Problem to work on =>
Each line in the records below that has the word "terminate" should be copied.

★ ★ ★ ★ ★

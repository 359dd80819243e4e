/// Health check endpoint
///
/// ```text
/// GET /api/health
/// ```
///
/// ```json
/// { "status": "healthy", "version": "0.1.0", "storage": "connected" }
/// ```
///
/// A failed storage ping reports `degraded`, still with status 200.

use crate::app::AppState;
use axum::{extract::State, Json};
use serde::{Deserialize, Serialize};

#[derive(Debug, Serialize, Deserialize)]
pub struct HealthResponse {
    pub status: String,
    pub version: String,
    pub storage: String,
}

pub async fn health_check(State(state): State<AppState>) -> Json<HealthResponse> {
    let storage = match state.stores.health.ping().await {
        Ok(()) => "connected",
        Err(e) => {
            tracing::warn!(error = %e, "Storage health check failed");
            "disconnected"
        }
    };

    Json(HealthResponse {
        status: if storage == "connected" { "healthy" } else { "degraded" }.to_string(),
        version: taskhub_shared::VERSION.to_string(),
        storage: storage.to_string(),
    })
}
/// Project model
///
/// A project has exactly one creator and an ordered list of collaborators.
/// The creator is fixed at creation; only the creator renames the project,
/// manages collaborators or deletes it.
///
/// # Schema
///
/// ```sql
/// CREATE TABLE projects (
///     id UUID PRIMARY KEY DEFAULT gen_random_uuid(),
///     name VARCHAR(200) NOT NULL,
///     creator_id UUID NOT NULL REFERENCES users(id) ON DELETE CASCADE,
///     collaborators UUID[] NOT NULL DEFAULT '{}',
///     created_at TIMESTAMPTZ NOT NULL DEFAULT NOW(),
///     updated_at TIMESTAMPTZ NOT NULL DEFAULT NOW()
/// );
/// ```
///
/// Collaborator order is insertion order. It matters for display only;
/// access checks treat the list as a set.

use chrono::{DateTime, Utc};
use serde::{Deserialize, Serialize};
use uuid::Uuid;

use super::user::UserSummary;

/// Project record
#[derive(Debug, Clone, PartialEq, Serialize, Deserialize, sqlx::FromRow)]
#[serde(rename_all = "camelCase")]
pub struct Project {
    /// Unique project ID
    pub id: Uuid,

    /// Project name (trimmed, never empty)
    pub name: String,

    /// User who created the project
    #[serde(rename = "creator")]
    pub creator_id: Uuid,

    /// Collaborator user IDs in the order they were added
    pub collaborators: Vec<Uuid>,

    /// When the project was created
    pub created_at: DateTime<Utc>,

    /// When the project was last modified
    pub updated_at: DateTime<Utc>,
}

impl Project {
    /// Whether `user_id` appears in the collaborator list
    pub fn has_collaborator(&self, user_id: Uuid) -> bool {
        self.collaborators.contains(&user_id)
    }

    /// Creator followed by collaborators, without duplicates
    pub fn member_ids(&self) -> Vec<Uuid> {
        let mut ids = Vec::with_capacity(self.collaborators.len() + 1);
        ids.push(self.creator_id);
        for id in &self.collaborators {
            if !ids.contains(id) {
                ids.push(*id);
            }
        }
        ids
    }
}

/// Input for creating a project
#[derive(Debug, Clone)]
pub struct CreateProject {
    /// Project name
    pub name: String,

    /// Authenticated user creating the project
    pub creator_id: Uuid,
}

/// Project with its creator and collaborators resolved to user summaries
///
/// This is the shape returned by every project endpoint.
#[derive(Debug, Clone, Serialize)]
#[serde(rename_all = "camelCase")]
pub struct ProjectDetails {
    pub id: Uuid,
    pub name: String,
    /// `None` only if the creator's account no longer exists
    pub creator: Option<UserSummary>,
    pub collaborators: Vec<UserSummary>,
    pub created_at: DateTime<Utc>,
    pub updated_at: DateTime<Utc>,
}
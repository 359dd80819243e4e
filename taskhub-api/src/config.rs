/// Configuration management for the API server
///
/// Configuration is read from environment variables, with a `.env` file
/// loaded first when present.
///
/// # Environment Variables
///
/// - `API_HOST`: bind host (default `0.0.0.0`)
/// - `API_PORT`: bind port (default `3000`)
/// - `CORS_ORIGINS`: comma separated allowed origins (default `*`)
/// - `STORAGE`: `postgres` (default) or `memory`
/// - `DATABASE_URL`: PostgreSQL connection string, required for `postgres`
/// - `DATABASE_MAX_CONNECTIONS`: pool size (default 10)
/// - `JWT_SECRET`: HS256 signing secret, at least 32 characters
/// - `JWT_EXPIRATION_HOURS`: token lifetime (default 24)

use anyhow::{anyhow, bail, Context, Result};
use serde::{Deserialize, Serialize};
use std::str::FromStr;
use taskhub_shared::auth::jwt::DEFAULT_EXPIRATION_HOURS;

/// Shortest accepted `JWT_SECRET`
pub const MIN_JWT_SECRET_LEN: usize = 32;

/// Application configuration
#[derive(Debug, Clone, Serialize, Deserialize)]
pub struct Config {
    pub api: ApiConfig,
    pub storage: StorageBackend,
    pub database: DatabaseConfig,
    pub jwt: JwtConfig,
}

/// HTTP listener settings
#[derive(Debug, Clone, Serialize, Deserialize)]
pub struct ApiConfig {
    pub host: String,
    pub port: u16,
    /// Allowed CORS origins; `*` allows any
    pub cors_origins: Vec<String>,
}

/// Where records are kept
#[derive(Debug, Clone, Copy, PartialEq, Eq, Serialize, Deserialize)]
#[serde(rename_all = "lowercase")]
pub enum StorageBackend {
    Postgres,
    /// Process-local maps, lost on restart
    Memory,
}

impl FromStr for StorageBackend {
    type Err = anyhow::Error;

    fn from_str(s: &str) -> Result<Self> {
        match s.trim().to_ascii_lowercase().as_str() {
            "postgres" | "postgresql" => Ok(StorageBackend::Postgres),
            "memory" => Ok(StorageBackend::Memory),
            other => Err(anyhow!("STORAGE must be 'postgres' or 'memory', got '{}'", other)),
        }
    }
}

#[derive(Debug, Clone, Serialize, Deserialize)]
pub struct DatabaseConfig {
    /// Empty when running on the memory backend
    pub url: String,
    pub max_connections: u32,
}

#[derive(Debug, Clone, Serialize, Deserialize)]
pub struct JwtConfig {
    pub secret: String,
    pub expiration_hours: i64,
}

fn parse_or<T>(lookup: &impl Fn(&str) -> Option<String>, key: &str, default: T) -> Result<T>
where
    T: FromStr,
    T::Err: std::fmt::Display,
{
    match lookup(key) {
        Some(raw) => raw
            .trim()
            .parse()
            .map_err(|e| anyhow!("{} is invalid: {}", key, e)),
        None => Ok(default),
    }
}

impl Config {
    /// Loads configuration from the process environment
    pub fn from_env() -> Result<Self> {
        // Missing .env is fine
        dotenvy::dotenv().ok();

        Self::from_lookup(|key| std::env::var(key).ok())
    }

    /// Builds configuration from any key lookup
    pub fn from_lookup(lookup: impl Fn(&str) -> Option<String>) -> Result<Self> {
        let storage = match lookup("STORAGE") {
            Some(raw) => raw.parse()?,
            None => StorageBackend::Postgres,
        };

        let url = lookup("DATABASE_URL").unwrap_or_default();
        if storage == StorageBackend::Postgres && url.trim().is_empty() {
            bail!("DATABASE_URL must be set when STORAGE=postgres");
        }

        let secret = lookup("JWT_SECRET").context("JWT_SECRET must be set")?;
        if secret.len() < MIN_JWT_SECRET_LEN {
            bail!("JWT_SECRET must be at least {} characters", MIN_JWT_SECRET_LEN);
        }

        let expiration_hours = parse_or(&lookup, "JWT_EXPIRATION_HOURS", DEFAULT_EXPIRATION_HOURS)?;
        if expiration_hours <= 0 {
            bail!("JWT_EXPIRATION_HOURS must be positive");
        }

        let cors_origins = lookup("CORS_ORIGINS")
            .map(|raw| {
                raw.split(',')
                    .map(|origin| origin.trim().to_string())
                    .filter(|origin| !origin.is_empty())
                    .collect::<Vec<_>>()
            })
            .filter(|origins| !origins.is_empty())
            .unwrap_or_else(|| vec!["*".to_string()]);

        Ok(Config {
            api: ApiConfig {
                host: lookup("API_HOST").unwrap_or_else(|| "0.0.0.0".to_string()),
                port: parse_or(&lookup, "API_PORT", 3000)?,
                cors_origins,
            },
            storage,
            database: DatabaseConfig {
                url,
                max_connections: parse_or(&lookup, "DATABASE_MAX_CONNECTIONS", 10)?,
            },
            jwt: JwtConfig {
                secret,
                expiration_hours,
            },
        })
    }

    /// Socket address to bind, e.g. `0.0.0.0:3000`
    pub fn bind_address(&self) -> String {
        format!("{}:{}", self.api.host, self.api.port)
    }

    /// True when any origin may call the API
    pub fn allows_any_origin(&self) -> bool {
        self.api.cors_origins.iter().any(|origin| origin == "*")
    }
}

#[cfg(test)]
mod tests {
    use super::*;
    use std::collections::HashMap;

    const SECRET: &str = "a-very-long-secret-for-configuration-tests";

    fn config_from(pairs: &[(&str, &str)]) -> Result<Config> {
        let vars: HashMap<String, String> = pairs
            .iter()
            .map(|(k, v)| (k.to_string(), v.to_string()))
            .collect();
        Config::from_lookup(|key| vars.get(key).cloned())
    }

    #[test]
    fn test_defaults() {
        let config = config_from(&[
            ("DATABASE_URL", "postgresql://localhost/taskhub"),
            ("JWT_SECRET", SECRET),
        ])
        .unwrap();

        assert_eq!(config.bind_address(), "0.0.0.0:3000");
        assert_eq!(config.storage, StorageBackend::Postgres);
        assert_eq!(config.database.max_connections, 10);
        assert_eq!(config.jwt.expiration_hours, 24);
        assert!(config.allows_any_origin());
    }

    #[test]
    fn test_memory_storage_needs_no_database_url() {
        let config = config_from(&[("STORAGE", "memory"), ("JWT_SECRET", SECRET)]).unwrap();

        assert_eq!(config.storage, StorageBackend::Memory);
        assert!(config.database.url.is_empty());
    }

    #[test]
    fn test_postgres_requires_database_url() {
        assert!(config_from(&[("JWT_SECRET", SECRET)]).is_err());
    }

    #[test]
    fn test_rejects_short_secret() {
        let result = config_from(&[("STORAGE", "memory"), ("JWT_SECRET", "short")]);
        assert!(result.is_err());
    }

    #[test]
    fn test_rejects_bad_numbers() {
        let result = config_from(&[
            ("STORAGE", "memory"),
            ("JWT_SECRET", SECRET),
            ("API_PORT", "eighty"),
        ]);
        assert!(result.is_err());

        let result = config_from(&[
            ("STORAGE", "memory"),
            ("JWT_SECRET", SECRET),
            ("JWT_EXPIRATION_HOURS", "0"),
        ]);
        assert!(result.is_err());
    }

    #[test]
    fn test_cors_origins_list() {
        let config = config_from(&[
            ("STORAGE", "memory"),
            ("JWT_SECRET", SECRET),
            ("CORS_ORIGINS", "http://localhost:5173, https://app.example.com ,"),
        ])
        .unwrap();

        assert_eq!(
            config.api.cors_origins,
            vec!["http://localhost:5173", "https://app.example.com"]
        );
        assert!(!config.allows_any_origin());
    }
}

★ ★ ★ ★ ★

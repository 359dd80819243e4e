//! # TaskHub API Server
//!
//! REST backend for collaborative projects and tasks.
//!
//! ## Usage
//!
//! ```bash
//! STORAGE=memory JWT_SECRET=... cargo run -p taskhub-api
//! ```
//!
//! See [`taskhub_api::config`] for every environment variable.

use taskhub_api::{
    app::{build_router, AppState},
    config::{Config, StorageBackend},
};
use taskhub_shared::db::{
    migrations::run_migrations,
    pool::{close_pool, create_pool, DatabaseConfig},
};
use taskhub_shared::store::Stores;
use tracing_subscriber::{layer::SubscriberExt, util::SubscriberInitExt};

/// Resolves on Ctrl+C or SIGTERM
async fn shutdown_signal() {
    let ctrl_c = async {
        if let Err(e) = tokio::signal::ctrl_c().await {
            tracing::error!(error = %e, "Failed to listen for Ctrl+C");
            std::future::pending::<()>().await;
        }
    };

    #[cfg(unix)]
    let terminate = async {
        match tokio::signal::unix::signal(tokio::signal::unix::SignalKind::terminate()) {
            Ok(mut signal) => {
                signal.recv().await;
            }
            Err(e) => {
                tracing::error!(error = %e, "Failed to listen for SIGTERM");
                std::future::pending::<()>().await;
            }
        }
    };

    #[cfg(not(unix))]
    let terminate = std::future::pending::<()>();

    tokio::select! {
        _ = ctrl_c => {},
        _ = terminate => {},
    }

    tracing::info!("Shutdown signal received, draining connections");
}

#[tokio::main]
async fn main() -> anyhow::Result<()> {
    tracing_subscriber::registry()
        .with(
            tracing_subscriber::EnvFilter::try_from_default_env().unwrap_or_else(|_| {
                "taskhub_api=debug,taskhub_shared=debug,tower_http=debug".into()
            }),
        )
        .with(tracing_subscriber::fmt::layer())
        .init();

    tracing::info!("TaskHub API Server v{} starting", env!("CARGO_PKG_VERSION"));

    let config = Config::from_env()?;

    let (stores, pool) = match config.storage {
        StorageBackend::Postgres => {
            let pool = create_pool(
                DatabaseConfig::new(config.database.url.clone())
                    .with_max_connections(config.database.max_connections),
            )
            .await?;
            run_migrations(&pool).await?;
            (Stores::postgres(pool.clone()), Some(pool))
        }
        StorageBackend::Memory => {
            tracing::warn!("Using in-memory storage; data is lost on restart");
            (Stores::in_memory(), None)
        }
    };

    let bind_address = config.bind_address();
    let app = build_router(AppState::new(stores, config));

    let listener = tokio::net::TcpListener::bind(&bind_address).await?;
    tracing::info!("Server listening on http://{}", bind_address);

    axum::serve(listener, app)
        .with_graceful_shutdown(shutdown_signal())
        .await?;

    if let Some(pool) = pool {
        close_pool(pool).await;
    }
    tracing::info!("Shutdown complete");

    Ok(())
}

★ ★ ★ ★ ★

Solution to this problem =>
    let terminate = async {
        match tokio::signal::unix::signal(tokio::signal::unix::SignalKind::terminate()) {
    let terminate = std::future::pending::<()>();
        _ = terminate => {},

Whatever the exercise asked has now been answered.